For the purposes of the scheme, you are a hospitality retailer if you:
- sell drinks exclusively for the purpose of consumption on the premises of sale (e.g. pubs and restaurants).
Hospitality businesses that sell drinks for consumption off-site of the premises of sale (i.e. drinks to takeaway), are considered to be retailers.
Some sectors, which are not hospitality, such as residential or industrial settings may also sell drinks only for consumption on site and the obligations below will also apply to you.
What does this mean for me?
All drinks that are sold in single-use containers made from PET plastic, glass, steel or aluminium, sized between 50ml and 3 litres are included in Scotland’s Deposit Return Scheme. These are called scheme articles. You may also see them being referred to as scheme containers or, once empty, scheme packaging.
If you are a hospitality business selling scheme articles in Scotland, you will have legal responsibilities that you must comply with under The Deposit and Return Scheme for Scotland Regulations 2020. These are called retailer obligations.
Your obligations will be slightly different depending on your operating model.

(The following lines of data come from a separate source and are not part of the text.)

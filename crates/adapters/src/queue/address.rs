// SPDX-License-Identifier: BUSL-1.1
// Copyright (c) 2026 Alfred Jean LLC

//! Logical queue name to physical broker address

/// Where a message for a logical queue actually goes
#[derive(Debug, Clone, PartialEq, Eq)]
pub struct QueueAddress {
    /// Physical queue on the broker
    pub queue: String,
    /// Multiplexing key within the physical queue
    pub group: Option<String>,
}

impl QueueAddress {
    /// Resolve a logical queue name.
    ///
    /// With multiplexing on, a name containing exactly one `.` splits into a
    /// base queue and a group key, so `workers.italian` becomes queue
    /// `workers` with group `italian`. Any other name is used as-is.
    pub fn parse(name: &str, multiplexed: bool) -> Self {
        if multiplexed {
            let mut parts = name.split('.');
            if let (Some(base), Some(group), None) = (parts.next(), parts.next(), parts.next()) {
                return Self {
                    queue: base.to_string(),
                    group: Some(group.to_string()),
                };
            }
        }
        Self {
            queue: name.to_string(),
            group: None,
        }
    }
}

impl std::fmt::Display for QueueAddress {
    fn fmt(&self, f: &mut std::fmt::Formatter<'_>) -> std::fmt::Result {
        match &self.group {
            Some(group) => write!(f, "{}[{}]", self.queue, group),
            None => f.write_str(&self.queue),
        }
    }
}

#[cfg(test)]
#[path = "address_tests.rs"]
mod tests;
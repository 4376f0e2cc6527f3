// SPDX-License-Identifier: BUSL-1.1
// Copyright (c) 2026 Alfred Jean LLC

use super::*;
use yare::parameterized;

#[parameterized(
    single_dot = { "workers.italian", "workers", Some("italian") },
    no_dot = { "workers", "workers", None },
    two_dots = { "jobs.italian.extra", "jobs.italian.extra", None },
    empty_group = { "jobs.", "jobs", Some("") },
)]
fn multiplexed_names(name: &str, queue: &str, group: Option<&str>) {
    let address = QueueAddress::parse(name, true);
    assert_eq!(address.queue, queue);
    assert_eq!(address.group.as_deref(), group);
}

#[test]
fn plain_names_are_never_split() {
    let address = QueueAddress::parse("workers.italian", false);
    assert_eq!(address.queue, "workers.italian");
    assert_eq!(address.group, None);
}

#[test]
fn display_shows_the_group() {
    assert_eq!(
        QueueAddress::parse("jobs.italian", true).to_string(),
        "jobs[italian]"
    );
    assert_eq!(QueueAddress::parse("jobs", true).to_string(), "jobs");
}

Hospitality operating models and your retailer obligations
On-site consumption only: if you sell drinks exclusively for consumption on the premises of sale (e.g. pub, restaurant) you are a hospitality retailer and must:
- only sell drinks from registered producers;
- only sell drinks that the producer has made available for sale in Scotland;
- pay the 20p deposit to your supplier for each scheme article purchased;
- store empty containers in a safe way, following the Duty of Care code of practice.
In this scenario, scheme packaging is not expected to leave the premises and therefore there is no requirement to charge customers the deposit. You should collect and store the scheme packaging for collection by a producer or scheme administrator.

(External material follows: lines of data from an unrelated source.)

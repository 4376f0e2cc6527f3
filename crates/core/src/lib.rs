// SPDX-License-Identifier: BUSL-1.1
// Copyright (c) 2026 Alfred Jean LLC

// Allow panic!/unwrap/expect in test code
#![cfg_attr(test, allow(clippy::panic))]
#![cfg_attr(test, allow(clippy::unwrap_used))]
#![cfg_attr(test, allow(clippy::expect_used))]

//! convoy-core: domain model for the Convoy event orchestrator

pub mod authx;
pub mod clock;
pub mod error;
pub mod event;
pub mod id;
pub mod job;
pub mod project;
pub mod secret;
pub mod store;
pub mod token;
pub mod worker;

#[cfg(any(test, feature = "test-support"))]
pub mod test_support;

pub use authx::{authorize, Principal, PrincipalKind, Role, RoleName};
pub use clock::{Clock, FakeClock, SystemClock};
pub use error::{Error, ResourceKind, Result, ResultExt};
pub use event::{BulkResult, Event, EventGitConfig, EventsSelector, Labels};
pub use id::{EventId, IdGen, ProjectId, SequentialIdGen, UuidIdGen};
pub use job::{
    ContainerFeatures, Job, JobContainerSpec, JobHost, JobPhase, JobSpec, JobStatus,
};
pub use project::{EventSubscription, KubernetesConfig, Project, ProjectSpec};
pub use secret::{Secret, REDACTED};
pub use store::{
    CleanupsStore, EventsStore, JobsStore, ListOptions, Page, ProjectsStore, WorkersStore,
};
pub use token::{hash_token, new_token};
pub use worker::{
    ContainerSpec, JobPolicies, LogLevel, Worker, WorkerGitConfig, WorkerKubernetesConfig,
    WorkerPhase, WorkerSpec, WorkerStatus,
};
// SPDX-License-Identifier: BUSL-1.1
// Copyright (c) 2026 Alfred Jean LLC

//! Identifier newtypes and generators

use std::sync::atomic::{AtomicU64, Ordering};
use std::sync::Arc;

/// Define a newtype ID wrapper around `String`.
///
/// Generates `new()`, `as_str()`, `is_empty()`, `Display`, `From<String>`,
/// `From<&str>`, `PartialEq<str>`, `PartialEq<&str>`, and `Borrow<str>`.
///
/// ```ignore
/// define_id! {
///     /// Doc comment for the ID type.
///     pub struct ThingId;
/// }
/// ```
#[macro_export]
macro_rules! define_id {
    (
        $(#[$meta:meta])*
        pub struct $name:ident;
    ) => {
        $(#[$meta])*
        #[derive(
            Debug, Clone, Default, PartialEq, Eq, PartialOrd, Ord, Hash,
            serde::Serialize, serde::Deserialize,
        )]
        #[serde(transparent)]
        pub struct $name(pub String);

        impl $name {
            pub fn new(id: impl Into<String>) -> Self {
                Self(id.into())
            }

            pub fn as_str(&self) -> &str {
                &self.0
            }

            /// True for the zero value, which means "not assigned yet".
            pub fn is_empty(&self) -> bool {
                self.0.is_empty()
            }
        }

        impl std::fmt::Display for $name {
            fn fmt(&self, f: &mut std::fmt::Formatter<'_>) -> std::fmt::Result {
                f.write_str(&self.0)
            }
        }

        impl From<String> for $name {
            fn from(s: String) -> Self {
                Self(s)
            }
        }

        impl From<&str> for $name {
            fn from(s: &str) -> Self {
                Self(s.to_string())
            }
        }

        impl PartialEq<str> for $name {
            fn eq(&self, other: &str) -> bool {
                self.0 == other
            }
        }

        impl PartialEq<&str> for $name {
            fn eq(&self, other: &&str) -> bool {
                self.0 == *other
            }
        }

        impl std::borrow::Borrow<str> for $name {
            fn borrow(&self) -> &str {
                &self.0
            }
        }
    };
}

define_id! {
    /// Identifier of a Project. Chosen by the creator and unique system-wide.
    pub struct ProjectId;
}

define_id! {
    /// Identifier of an Event, assigned at creation time.
    pub struct EventId;
}

/// Generates unique identifiers
pub trait IdGen: Clone + Send + Sync + 'static {
    fn next(&self) -> String;
}

/// UUID v4 generator for production use
#[derive(Clone, Default)]
pub struct UuidIdGen;

impl IdGen for UuidIdGen {
    fn next(&self) -> String {
        uuid::Uuid::new_v4().to_string()
    }
}

/// Sequential generator for deterministic tests
#[derive(Clone)]
pub struct SequentialIdGen {
    prefix: String,
    counter: Arc<AtomicU64>,
}

impl SequentialIdGen {
    pub fn new(prefix: impl Into<String>) -> Self {
        Self {
            prefix: prefix.into(),
            counter: Arc::new(AtomicU64::new(1)),
        }
    }
}

impl Default for SequentialIdGen {
    fn default() -> Self {
        Self::new("evt")
    }
}

impl IdGen for SequentialIdGen {
    fn next(&self) -> String {
        let n = self.counter.fetch_add(1, Ordering::SeqCst);
        format!("{}-{}", self.prefix, n)
    }
}

#[cfg(test)]
#[path = "id_tests.rs"]
mod tests;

On-site consumption and take away: some hospitality businesses will operate both as hospitality retailers (on-site consumption) and as retailers (consumption off the premises) – selling drinks to be drunk on the premises and to takeaway. In this scenario, you must meet all the retailer obligations set out in the Deposit and Return Scheme for Scotland Regulations 2020, including operating a return point (unless exempt).
However, you only need to apply the deposit to those drinks that are sold for off-site consumption. It is up to each hospitality retailer how this is managed. The hospitality retailer is responsible for operating their business in a way that is compliant with the Regulations. This means ensuring any drinks sold without a deposit applied are not taken from the premises by the customer and that the deposit is applied to those drinks sold for consumption off-site. You will need to make it clear to the customer which drinks the deposit applies to.

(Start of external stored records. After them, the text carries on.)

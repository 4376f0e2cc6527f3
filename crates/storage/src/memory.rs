// SPDX-License-Identifier: BUSL-1.1
// Copyright (c) 2026 Alfred Jean LLC

//! Store implementation backed by [`StoreState`] behind a mutex

use crate::snapshot::{Snapshot, SnapshotError};
use crate::StoreState;
use async_trait::async_trait;
use chrono::{DateTime, Utc};
use convoy_core::{
    CleanupsStore, Event, EventsSelector, EventsStore, JobSpec, JobStatus, JobsStore, ListOptions,
    Page, Project, ProjectsStore, Result, WorkerSpec, WorkerStatus, WorkersStore,
};
use parking_lot::Mutex;
use std::path::{Path, PathBuf};
use std::sync::Arc;

/// Shared, cloneable store. Clones see the same records.
#[derive(Clone, Default)]
pub struct MemoryStore {
    state: Arc<Mutex<StoreState>>,
    snapshot_path: Option<Arc<PathBuf>>,
}

impl MemoryStore {
    pub fn new() -> Self {
        Self::default()
    }

    /// Load from the snapshot at `path` (if present) and checkpoint back to it.
    pub fn open(path: impl Into<PathBuf>) -> Result<Self, SnapshotError> {
        let path = path.into();
        let state = Snapshot::load(&path)?
            .map(|snapshot| snapshot.state)
            .unwrap_or_default();
        tracing::info!(
            path = %path.display(),
            projects = state.projects.len(),
            events = state.events.len(),
            pending_cleanups = state.pending_cleanups.len(),
            "store opened",
        );
        Ok(Self {
            state: Arc::new(Mutex::new(state)),
            snapshot_path: Some(Arc::new(path)),
        })
    }

    pub fn snapshot_path(&self) -> Option<&Path> {
        self.snapshot_path.as_deref().map(|p| p.as_path())
    }

    /// Persist the current records. A no-op for purely in-memory stores.
    pub fn checkpoint(&self, now: DateTime<Utc>) -> Result<(), SnapshotError> {
        let Some(path) = self.snapshot_path.as_deref() else {
            return Ok(());
        };
        // Clone under the lock, write without it.
        let state = self.state.lock().clone();
        Snapshot::new(state, now).save(path)
    }

    /// Read-only access for inspection and tests.
    pub fn with_state<R>(&self, f: impl FnOnce(&StoreState) -> R) -> R {
        f(&self.state.lock())
    }
}

#[async_trait]
impl ProjectsStore for MemoryStore {
    async fn create_project(&self, project: &Project) -> Result<()> {
        self.state.lock().insert_project(project.clone())
    }

    async fn list_projects(&self, opts: &ListOptions) -> Result<Page<Project>> {
        Ok(self.state.lock().projects_page(opts))
    }

    async fn list_subscribers(&self, event: &Event) -> Result<Vec<Project>> {
        Ok(self.state.lock().subscribers(event))
    }

    async fn get_project(&self, id: &str) -> Result<Project> {
        self.state.lock().project(id).cloned()
    }

    async fn update_project(&self, project: &Project) -> Result<()> {
        self.state.lock().replace_project(project.clone())
    }

    async fn delete_project(&self, id: &str) -> Result<()> {
        self.state.lock().remove_project(id).map(|_| ())
    }
}

#[async_trait]
impl EventsStore for MemoryStore {
    async fn create_event(&self, event: &Event) -> Result<()> {
        self.state.lock().insert_event(event.clone())
    }

    async fn list_events(
        &self,
        selector: &EventsSelector,
        opts: &ListOptions,
    ) -> Result<Page<Event>> {
        Ok(self.state.lock().events_page(selector, opts))
    }

    async fn get_event(&self, id: &str) -> Result<Event> {
        self.state.lock().event(id).cloned()
    }

    async fn get_event_by_hashed_worker_token(&self, hashed_token: &str) -> Result<Event> {
        self.state.lock().event_by_hashed_token(hashed_token).cloned()
    }

    async fn cancel_event(&self, id: &str, at: DateTime<Utc>) -> Result<Event> {
        self.state.lock().cancel_event(id, at)
    }

    async fn cancel_events(
        &self,
        selector: &EventsSelector,
        at: DateTime<Utc>,
    ) -> Result<Vec<Event>> {
        Ok(self.state.lock().cancel_matching(selector, at))
    }

    async fn delete_event(&self, id: &str) -> Result<Event> {
        self.state.lock().remove_event(id)
    }

    async fn delete_events(&self, selector: &EventsSelector) -> Result<Vec<Event>> {
        Ok(self.state.lock().remove_matching(selector))
    }
}

#[async_trait]
impl WorkersStore for MemoryStore {
    async fn update_worker_spec(&self, event_id: &str, spec: &WorkerSpec) -> Result<()> {
        self.state.lock().set_worker_spec(event_id, spec)
    }

    async fn update_worker_status(&self, event_id: &str, status: &WorkerStatus) -> Result<()> {
        self.state.lock().set_worker_status(event_id, status)
    }

    async fn update_worker_hashed_token(&self, event_id: &str, hashed_token: &str) -> Result<()> {
        self.state
            .lock()
            .set_worker_hashed_token(event_id, hashed_token)
    }

    async fn mark_worker_scheduled(&self, event_id: &str) -> Result<()> {
        self.state.lock().set_worker_scheduled(event_id)
    }
}

#[async_trait]
impl JobsStore for MemoryStore {
    async fn create_job(
        &self,
        event_id: &str,
        name: &str,
        spec: &JobSpec,
        at: DateTime<Utc>,
    ) -> Result<()> {
        self.state.lock().insert_job(event_id, name, spec, at)
    }

    async fn update_job_status(
        &self,
        event_id: &str,
        name: &str,
        status: &JobStatus,
    ) -> Result<()> {
        self.state.lock().set_job_status(event_id, name, status)
    }

    async fn mark_job_scheduled(&self, event_id: &str, name: &str) -> Result<()> {
        self.state.lock().set_job_scheduled(event_id, name)
    }
}

#[async_trait]
impl CleanupsStore for MemoryStore {
    async fn pending_cleanups(&self) -> Result<Vec<Event>> {
        Ok(self.state.lock().cleanups())
    }

    async fn complete_cleanup(&self, event_id: &str) -> Result<()> {
        self.state.lock().settle_cleanup(event_id);
        Ok(())
    }
}

#[cfg(test)]
#[path = "memory_tests.rs"]
mod tests;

If you are a bar, pub or other retailer that sells drinks in single-use packaging sealed at the point of sale, such as a crowler, you are also a producer and must register with SEPA. More information about producer obligations and what this might mean for you, is available on our Producers page.
Drinks that are sold in packaging designed to be refillable and reusable, such as milk in returnable bottles and beer in growlers, are not in scope of Scotland’s Deposit Return Scheme.
Selling drinks to take away only: if you only sell drinks for consumption off the premises of sale (e.g. no drinks are consumed on site) for the purposes of Scotland’s Deposit Return Scheme, your business operates as a retailer and you must meet all your retailer obligations. Please visit our Retailers page for further information.
Return points are where consumers can return their empty scheme containers and get their deposit back.
All retailers and hospitality business that sell drinks to take away are legally required to operate a return point. If you only sell drinks for consumption on the premises of sale or from a vending machine you do not have to operate a return point.
Can I be exempt from operating a return point?
Yes, retailers and hospitality businesses can apply for an exemption from acting as a return point. There are two types of exemption:
Proximity exemption - if there is an alternative return point located within reasonable distance to your premises, and the operator of that return point has agreed to accept the returns on your behalf.
Environmental health - if there is no reasonable way for you to operate a return point on your premises without risking being in breach of other legislation, such as environmental health, food or fire safety.
The exemptions service for Scotland’s Deposit Return Scheme is run by Zero Waste Scotland on behalf of Scottish Ministers. Please visit the Zero Waste Scotland website for further information on exemptions.
How can I check who is registered?
We will publish and maintain a register of all producers who are registered to market and sell scheme articles on the Scottish market. You will be able to check this to make sure you are only selling drinks from producers that are registered to be part of Scotland’s Deposit Return Scheme.
The register will be available after the producer registration window closes in March 2023.